• **PROBLEM DESCRIPTION**: Write out every record in full, keeping each character exactly as it is.
*** PROVIDED ENTRIES
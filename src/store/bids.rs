//! SQLite implementation of [`BidResponseRepository`].

use chrono::{DateTime, Utc};
use futures::stream::{BoxStream, StreamExt};
use sqlx::SqlitePool;
use uuid::Uuid;

use super::lifecycle::{self, Stamp};
use super::validate::{self, URL_MAX};
use super::{begin_write, ensure_exists, parse_id, BidResponseRepository, StoreError, StoreResult};
use crate::domain::{
    BidOrder, BidResponse, BidResponseFilter, BidStatus, CreateBidResponseRequest,
    UpdateBidResponseRequest,
};

const SELECT_BID: &str = r#"
    SELECT id, tender_id, company_id, proposal_text, price_quote, pdf_url, status,
           submitted_at, created_at, updated_at
    FROM bid_responses
    WHERE id = ?1
"#;

// Unpriced bids sort first under price ordering (NULLs lead in SQLite).
const LIST_BIDS: &str = r#"
    SELECT id, tender_id, company_id, proposal_text, price_quote, pdf_url, status,
           submitted_at, created_at, updated_at
    FROM bid_responses
    WHERE (?1 IS NULL OR tender_id = ?1)
      AND (?2 IS NULL OR company_id = ?2)
      AND (?3 IS NULL OR status = ?3)
    ORDER BY CASE ?4 WHEN 'price' THEN price_quote END, rowid
"#;

const INSERT_BID: &str = r#"
    INSERT INTO bid_responses (id, tender_id, company_id, proposal_text, price_quote, pdf_url,
                               status, submitted_at, created_at, updated_at)
    VALUES (?1, ?2, ?3, ?4, ?5, ?6, ?7, ?8, ?9, ?10)
"#;

const UPDATE_BID: &str = r#"
    UPDATE bid_responses
    SET proposal_text = ?2, price_quote = ?3, pdf_url = ?4, status = ?5, submitted_at = ?6,
        updated_at = ?7
    WHERE id = ?1
"#;

/// Database row for bid response
#[derive(Debug, sqlx::FromRow)]
struct BidRow {
    id: String,
    tender_id: String,
    company_id: String,
    proposal_text: Option<String>,
    price_quote: Option<f64>,
    pdf_url: Option<String>,
    status: String,
    submitted_at: Option<DateTime<Utc>>,
    created_at: DateTime<Utc>,
    updated_at: DateTime<Utc>,
}

impl TryFrom<BidRow> for BidResponse {
    type Error = StoreError;

    fn try_from(row: BidRow) -> StoreResult<Self> {
        Ok(Self {
            id: parse_id("id", &row.id)?,
            tender_id: parse_id("tender_id", &row.tender_id)?,
            company_id: parse_id("company_id", &row.company_id)?,
            proposal_text: row.proposal_text,
            price_quote: row.price_quote,
            pdf_url: row.pdf_url,
            status: row.status.parse()?,
            submitted_at: row.submitted_at,
            created_at: row.created_at,
            updated_at: row.updated_at,
        })
    }
}

fn validate_bid(bid: &BidResponse) -> StoreResult<()> {
    validate::finite("price_quote", bid.price_quote)?;
    validate::optional("pdf_url", bid.pdf_url.as_deref(), URL_MAX)?;
    Ok(())
}

fn order_key(order: BidOrder) -> &'static str {
    match order {
        BidOrder::Inserted => "inserted",
        BidOrder::Price => "price",
    }
}

/// SQLite implementation of the BidResponse repository.
#[derive(Clone)]
pub struct SqliteBidResponseRepository {
    db: SqlitePool,
}

impl SqliteBidResponseRepository {
    pub fn new(db: SqlitePool) -> Self {
        Self { db }
    }
}

impl BidResponseRepository for SqliteBidResponseRepository {
    async fn create(&self, input: CreateBidResponseRequest) -> StoreResult<BidResponse> {
        let stamp = Stamp::new();
        let bid = BidResponse {
            id: stamp.id,
            tender_id: input.tender_id,
            company_id: input.company_id,
            proposal_text: input.proposal_text,
            price_quote: input.price_quote,
            pdf_url: input.pdf_url,
            status: BidStatus::Draft,
            submitted_at: None,
            created_at: stamp.at,
            updated_at: stamp.at,
        };
        validate_bid(&bid)?;

        let mut tx = begin_write(&self.db, "bid_responses").await?;
        ensure_exists(&mut tx, "tenders", "tender", bid.tender_id).await?;
        ensure_exists(&mut tx, "companies", "company", bid.company_id).await?;

        sqlx::query(INSERT_BID)
            .bind(bid.id.to_string())
            .bind(bid.tender_id.to_string())
            .bind(bid.company_id.to_string())
            .bind(&bid.proposal_text)
            .bind(bid.price_quote)
            .bind(&bid.pdf_url)
            .bind(bid.status.as_str())
            .bind(bid.submitted_at)
            .bind(bid.created_at)
            .bind(bid.updated_at)
            .execute(&mut *tx)
            .await?;

        tx.commit().await?;

        tracing::debug!(
            bid_id = %bid.id,
            tender_id = %bid.tender_id,
            company_id = %bid.company_id,
            "Bid response created"
        );
        Ok(bid)
    }

    async fn get(&self, id: Uuid) -> StoreResult<BidResponse> {
        let row = sqlx::query_as::<_, BidRow>(SELECT_BID)
            .bind(id.to_string())
            .fetch_optional(&self.db)
            .await?
            .ok_or_else(|| StoreError::not_found("bid response", id))?;

        row.try_into()
    }

    async fn update(&self, id: Uuid, input: UpdateBidResponseRequest) -> StoreResult<BidResponse> {
        let mut tx = begin_write(&self.db, "bid_responses").await?;

        let row = sqlx::query_as::<_, BidRow>(SELECT_BID)
            .bind(id.to_string())
            .fetch_optional(&mut *tx)
            .await?
            .ok_or_else(|| StoreError::not_found("bid response", id))?;

        let mut bid = BidResponse::try_from(row)?;
        let previous_status = bid.status;
        let at = lifecycle::touch(bid.updated_at);
        bid.apply(input, at);
        bid.updated_at = at;
        validate_bid(&bid)?;

        sqlx::query(UPDATE_BID)
            .bind(bid.id.to_string())
            .bind(&bid.proposal_text)
            .bind(bid.price_quote)
            .bind(&bid.pdf_url)
            .bind(bid.status.as_str())
            .bind(bid.submitted_at)
            .bind(bid.updated_at)
            .execute(&mut *tx)
            .await?;

        tx.commit().await?;

        if previous_status != bid.status {
            tracing::info!(
                bid_id = %bid.id,
                from = %previous_status,
                to = %bid.status,
                submitted_at = ?bid.submitted_at,
                "Bid response status changed"
            );
        } else {
            tracing::debug!(bid_id = %bid.id, "Bid response updated");
        }
        Ok(bid)
    }

    fn list(&self, filter: BidResponseFilter) -> BoxStream<'_, StoreResult<BidResponse>> {
        sqlx::query_as::<_, BidRow>(LIST_BIDS)
            .bind(filter.tender_id.map(|id| id.to_string()))
            .bind(filter.company_id.map(|id| id.to_string()))
            .bind(filter.status.map(|s| s.as_str()))
            .bind(order_key(filter.order))
            .fetch(&self.db)
            .map(|row| row.map_err(StoreError::from).and_then(BidResponse::try_from))
            .boxed()
    }
}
******
• **OUTPUT BELOW**:
filename src/store/bids.rs
//! SQLite implementation of [`BidResponseRepository`].

use chrono::{DateTime, Utc};
use futures::stream::{BoxStream, StreamExt};
use sqlx::SqlitePool;
use uuid::Uuid;

use super::lifecycle::{self, Stamp};
use super::validate::{self, URL_MAX};
use super::{begin_write, ensure_exists, parse_id, BidResponseRepository, StoreError, StoreResult};
use crate::domain::{
    BidOrder, BidResponse, BidResponseFilter, BidStatus, CreateBidResponseRequest,
    UpdateBidResponseRequest,
};

const SELECT_BID: &str = r#"
    SELECT id, tender_id, company_id, proposal_text, price_quote, pdf_url, status,
           submitted_at, created_at, updated_at
    FROM bid_responses
    WHERE id = ?1
"#;

// Unpriced bids sort first under price ordering (NULLs lead in SQLite).
const LIST_BIDS: &str = r#"
    SELECT id, tender_id, company_id, proposal_text, price_quote, pdf_url, status,
           submitted_at, created_at, updated_at
    FROM bid_responses
    WHERE (?1 IS NULL OR tender_id = ?1)
      AND (?2 IS NULL OR company_id = ?2)
      AND (?3 IS NULL OR status = ?3)
    ORDER BY CASE ?4 WHEN 'price' THEN price_quote END, rowid
"#;

const INSERT_BID: &str = r#"
    INSERT INTO bid_responses (id, tender_id, company_id, proposal_text, price_quote, pdf_url,
                               status, submitted_at, created_at, updated_at)
    VALUES (?1, ?2, ?3, ?4, ?5, ?6, ?7, ?8, ?9, ?10)
"#;

const UPDATE_BID: &str = r#"
    UPDATE bid_responses
    SET proposal_text = ?2, price_quote = ?3, pdf_url = ?4, status = ?5, submitted_at = ?6,
        updated_at = ?7
    WHERE id = ?1
"#;

/// Database row for bid response
#[derive(Debug, sqlx::FromRow)]
struct BidRow {
    id: String,
    tender_id: String,
    company_id: String,
    proposal_text: Option<String>,
    price_quote: Option<f64>,
    pdf_url: Option<String>,
    status: String,
    submitted_at: Option<DateTime<Utc>>,
    created_at: DateTime<Utc>,
    updated_at: DateTime<Utc>,
}

impl TryFrom<BidRow> for BidResponse {
    type Error = StoreError;

    fn try_from(row: BidRow) -> StoreResult<Self> {
        Ok(Self {
            id: parse_id("id", &row.id)?,
            tender_id: parse_id("tender_id", &row.tender_id)?,
            company_id: parse_id("company_id", &row.company_id)?,
            proposal_text: row.proposal_text,
            price_quote: row.price_quote,
            pdf_url: row.pdf_url,
            status: row.status.parse()?,
            submitted_at: row.submitted_at,
            created_at: row.created_at,
            updated_at: row.updated_at,
        })
    }
}

fn validate_bid(bid: &BidResponse) -> StoreResult<()> {
    validate::finite("price_quote", bid.price_quote)?;
    validate::optional("pdf_url", bid.pdf_url.as_deref(), URL_MAX)?;
    Ok(())
}

fn order_key(order: BidOrder) -> &'static str {
    match order {
        BidOrder::Inserted => "inserted",
        BidOrder::Price => "price",
    }
}

/// SQLite implementation of the BidResponse repository.
#[derive(Clone)]
pub struct SqliteBidResponseRepository {
    db: SqlitePool,
}

impl SqliteBidResponseRepository {
    pub fn new(db: SqlitePool) -> Self {
        Self { db }
    }
}

impl BidResponseRepository for SqliteBidResponseRepository {
    async fn create(&self, input: CreateBidResponseRequest) -> StoreResult<BidResponse> {
        let stamp = Stamp::new();
        let bid = BidResponse {
            id: stamp.id,
            tender_id: input.tender_id,
            company_id: input.company_id,
            proposal_text: input.proposal_text,
            price_quote: input.price_quote,
            pdf_url: input.pdf_url,
            status: BidStatus::Draft,
            submitted_at: None,
            created_at: stamp.at,
            updated_at: stamp.at,
        };
        validate_bid(&bid)?;

        let mut tx = begin_write(&self.db, "bid_responses").await?;
        ensure_exists(&mut tx, "tenders", "tender", bid.tender_id).await?;
        ensure_exists(&mut tx, "companies", "company", bid.company_id).await?;

        sqlx::query(INSERT_BID)
            .bind(bid.id.to_string())
            .bind(bid.tender_id.to_string())
            .bind(bid.company_id.to_string())
            .bind(&bid.proposal_text)
            .bind(bid.price_quote)
            .bind(&bid.pdf_url)
            .bind(bid.status.as_str())
            .bind(bid.submitted_at)
            .bind(bid.created_at)
            .bind(bid.updated_at)
            .execute(&mut *tx)
            .await?;

        tx.commit().await?;

        tracing::debug!(
            bid_id = %bid.id,
            tender_id = %bid.tender_id,
            company_id = %bid.company_id,
            "Bid response created"
        );
        Ok(bid)
    }

    async fn get(&self, id: Uuid) -> StoreResult<BidResponse> {
        let row = sqlx::query_as::<_, BidRow>(SELECT_BID)
            .bind(id.to_string())
            .fetch_optional(&self.db)
            .await?
            .ok_or_else(|| StoreError::not_found("bid response", id))?;

        row.try_into()
    }

    async fn update(&self, id: Uuid, input: UpdateBidResponseRequest) -> StoreResult<BidResponse> {
        let mut tx = begin_write(&self.db, "bid_responses").await?;

        let row = sqlx::query_as::<_, BidRow>(SELECT_BID)
            .bind(id.to_string())
            .fetch_optional(&mut *tx)
            .await?
            .ok_or_else(|| StoreError::not_found("bid response", id))?;

        let mut bid = BidResponse::try_from(row)?;
        let previous_status = bid.status;
        let at = lifecycle::touch(bid.updated_at);
        bid.apply(input, at);
        bid.updated_at = at;
        validate_bid(&bid)?;

        sqlx::query(UPDATE_BID)
            .bind(bid.id.to_string())
            .bind(&bid.proposal_text)
            .bind(bid.price_quote)
            .bind(&bid.pdf_url)
            .bind(bid.status.as_str())
            .bind(bid.submitted_at)
            .bind(bid.updated_at)
            .execute(&mut *tx)
            .await?;

        tx.commit().await?;

        if previous_status != bid.status {
            tracing::info!(
                bid_id = %bid.id,
                from = %previous_status,
                to = %bid.status,
                submitted_at = ?bid.submitted_at,
                "Bid response status changed"
            );
        } else {
            tracing::debug!(bid_id = %bid.id, "Bid response updated");
        }
        Ok(bid)
    }

    fn list(&self, filter: BidResponseFilter) -> BoxStream<'_, StoreResult<BidResponse>> {
        sqlx::query_as::<_, BidRow>(LIST_BIDS)
            .bind(filter.tender_id.map(|id| id.to_string()))
            .bind(filter.company_id.map(|id| id.to_string()))
            .bind(filter.status.map(|s| s.as_str()))
            .bind(order_key(filter.order))
            .fetch(&self.db)
            .map(|row| row.map_err(StoreError::from).and_then(BidResponse::try_from))
            .boxed()
    }
}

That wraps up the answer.